**Goal of the exercise:**
Establish how many lines in the entries hold the string "readers". The number by itself is the whole answer.

[Data extract — start]

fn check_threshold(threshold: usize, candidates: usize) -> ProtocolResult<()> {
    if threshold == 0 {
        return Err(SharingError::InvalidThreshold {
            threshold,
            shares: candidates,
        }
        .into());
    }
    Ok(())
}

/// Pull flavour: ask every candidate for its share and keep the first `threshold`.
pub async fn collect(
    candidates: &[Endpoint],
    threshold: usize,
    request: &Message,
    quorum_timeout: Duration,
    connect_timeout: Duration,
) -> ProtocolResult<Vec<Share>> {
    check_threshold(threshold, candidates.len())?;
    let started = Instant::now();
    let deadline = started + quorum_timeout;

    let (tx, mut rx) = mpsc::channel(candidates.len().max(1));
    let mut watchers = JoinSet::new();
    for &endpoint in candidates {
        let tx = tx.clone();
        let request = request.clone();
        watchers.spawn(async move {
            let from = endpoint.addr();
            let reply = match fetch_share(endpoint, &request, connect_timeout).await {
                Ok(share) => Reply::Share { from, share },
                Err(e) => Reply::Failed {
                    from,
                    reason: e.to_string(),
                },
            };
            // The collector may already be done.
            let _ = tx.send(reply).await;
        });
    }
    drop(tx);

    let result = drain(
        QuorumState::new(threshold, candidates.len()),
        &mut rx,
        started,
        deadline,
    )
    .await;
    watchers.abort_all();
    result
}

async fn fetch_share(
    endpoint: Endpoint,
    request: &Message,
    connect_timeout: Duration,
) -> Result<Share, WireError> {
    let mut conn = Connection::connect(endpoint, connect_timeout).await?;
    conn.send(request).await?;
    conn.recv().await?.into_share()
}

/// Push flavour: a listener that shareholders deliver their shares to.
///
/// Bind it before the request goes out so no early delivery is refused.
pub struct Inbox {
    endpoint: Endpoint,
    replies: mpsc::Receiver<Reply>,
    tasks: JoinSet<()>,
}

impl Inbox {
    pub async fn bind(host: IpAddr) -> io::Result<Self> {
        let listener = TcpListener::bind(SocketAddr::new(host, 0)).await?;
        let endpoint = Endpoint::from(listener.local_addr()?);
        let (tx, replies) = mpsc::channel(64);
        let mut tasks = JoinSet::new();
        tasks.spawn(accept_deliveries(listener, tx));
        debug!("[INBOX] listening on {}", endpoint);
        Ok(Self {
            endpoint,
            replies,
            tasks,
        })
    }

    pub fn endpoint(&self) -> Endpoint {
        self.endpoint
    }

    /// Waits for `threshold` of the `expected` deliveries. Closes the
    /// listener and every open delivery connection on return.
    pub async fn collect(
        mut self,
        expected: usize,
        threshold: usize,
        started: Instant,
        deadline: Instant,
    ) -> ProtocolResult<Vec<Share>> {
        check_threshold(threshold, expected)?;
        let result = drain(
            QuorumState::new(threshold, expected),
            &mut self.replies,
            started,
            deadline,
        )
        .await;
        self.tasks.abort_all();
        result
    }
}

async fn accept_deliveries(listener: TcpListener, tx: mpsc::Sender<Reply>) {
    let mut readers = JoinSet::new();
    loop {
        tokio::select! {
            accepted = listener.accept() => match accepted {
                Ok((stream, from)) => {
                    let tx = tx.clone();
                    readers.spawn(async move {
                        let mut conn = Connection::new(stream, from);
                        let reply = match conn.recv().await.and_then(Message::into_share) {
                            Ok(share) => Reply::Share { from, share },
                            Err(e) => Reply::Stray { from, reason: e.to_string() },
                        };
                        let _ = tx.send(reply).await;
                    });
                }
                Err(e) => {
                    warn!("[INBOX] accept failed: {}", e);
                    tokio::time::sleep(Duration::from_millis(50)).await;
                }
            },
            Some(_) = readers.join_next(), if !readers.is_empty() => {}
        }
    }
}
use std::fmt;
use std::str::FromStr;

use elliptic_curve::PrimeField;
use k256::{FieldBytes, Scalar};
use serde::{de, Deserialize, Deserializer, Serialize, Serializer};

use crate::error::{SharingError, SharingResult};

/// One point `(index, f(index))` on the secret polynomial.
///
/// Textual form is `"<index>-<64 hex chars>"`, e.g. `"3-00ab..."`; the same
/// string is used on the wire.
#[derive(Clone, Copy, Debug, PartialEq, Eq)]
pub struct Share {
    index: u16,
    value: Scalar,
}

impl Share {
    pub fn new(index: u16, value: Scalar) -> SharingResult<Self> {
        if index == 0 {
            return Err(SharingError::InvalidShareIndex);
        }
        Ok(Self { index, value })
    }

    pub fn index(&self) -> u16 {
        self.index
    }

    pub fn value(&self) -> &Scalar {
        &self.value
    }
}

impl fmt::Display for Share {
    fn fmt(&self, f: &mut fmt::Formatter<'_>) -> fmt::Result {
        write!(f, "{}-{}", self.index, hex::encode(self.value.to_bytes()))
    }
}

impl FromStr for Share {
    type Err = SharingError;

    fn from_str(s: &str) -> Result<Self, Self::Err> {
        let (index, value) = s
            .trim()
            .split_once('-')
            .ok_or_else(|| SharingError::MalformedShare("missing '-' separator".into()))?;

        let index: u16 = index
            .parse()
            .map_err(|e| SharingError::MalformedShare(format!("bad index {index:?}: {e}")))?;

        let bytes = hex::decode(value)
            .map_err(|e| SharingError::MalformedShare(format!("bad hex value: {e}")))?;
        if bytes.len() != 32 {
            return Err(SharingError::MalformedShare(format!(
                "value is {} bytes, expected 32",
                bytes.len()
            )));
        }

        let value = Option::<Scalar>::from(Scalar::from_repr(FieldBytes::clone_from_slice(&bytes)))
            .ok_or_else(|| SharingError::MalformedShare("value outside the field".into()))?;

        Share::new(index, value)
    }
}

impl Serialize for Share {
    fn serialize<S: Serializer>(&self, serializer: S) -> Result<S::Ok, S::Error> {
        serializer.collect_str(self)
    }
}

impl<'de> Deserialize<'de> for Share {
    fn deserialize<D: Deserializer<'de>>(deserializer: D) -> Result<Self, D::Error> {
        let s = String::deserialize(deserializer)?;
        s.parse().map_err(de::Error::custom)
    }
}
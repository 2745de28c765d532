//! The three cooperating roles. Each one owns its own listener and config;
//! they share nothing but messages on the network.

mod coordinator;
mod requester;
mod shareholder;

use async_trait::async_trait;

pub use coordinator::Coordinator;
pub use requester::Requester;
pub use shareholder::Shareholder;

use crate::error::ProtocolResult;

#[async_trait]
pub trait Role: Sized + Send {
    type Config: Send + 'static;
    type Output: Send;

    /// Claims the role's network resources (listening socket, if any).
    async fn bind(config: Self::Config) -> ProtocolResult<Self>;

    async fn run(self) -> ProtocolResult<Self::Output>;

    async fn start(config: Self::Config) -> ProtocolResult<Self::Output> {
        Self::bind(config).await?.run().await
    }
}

[Data extract — finish]

**Reply:**
3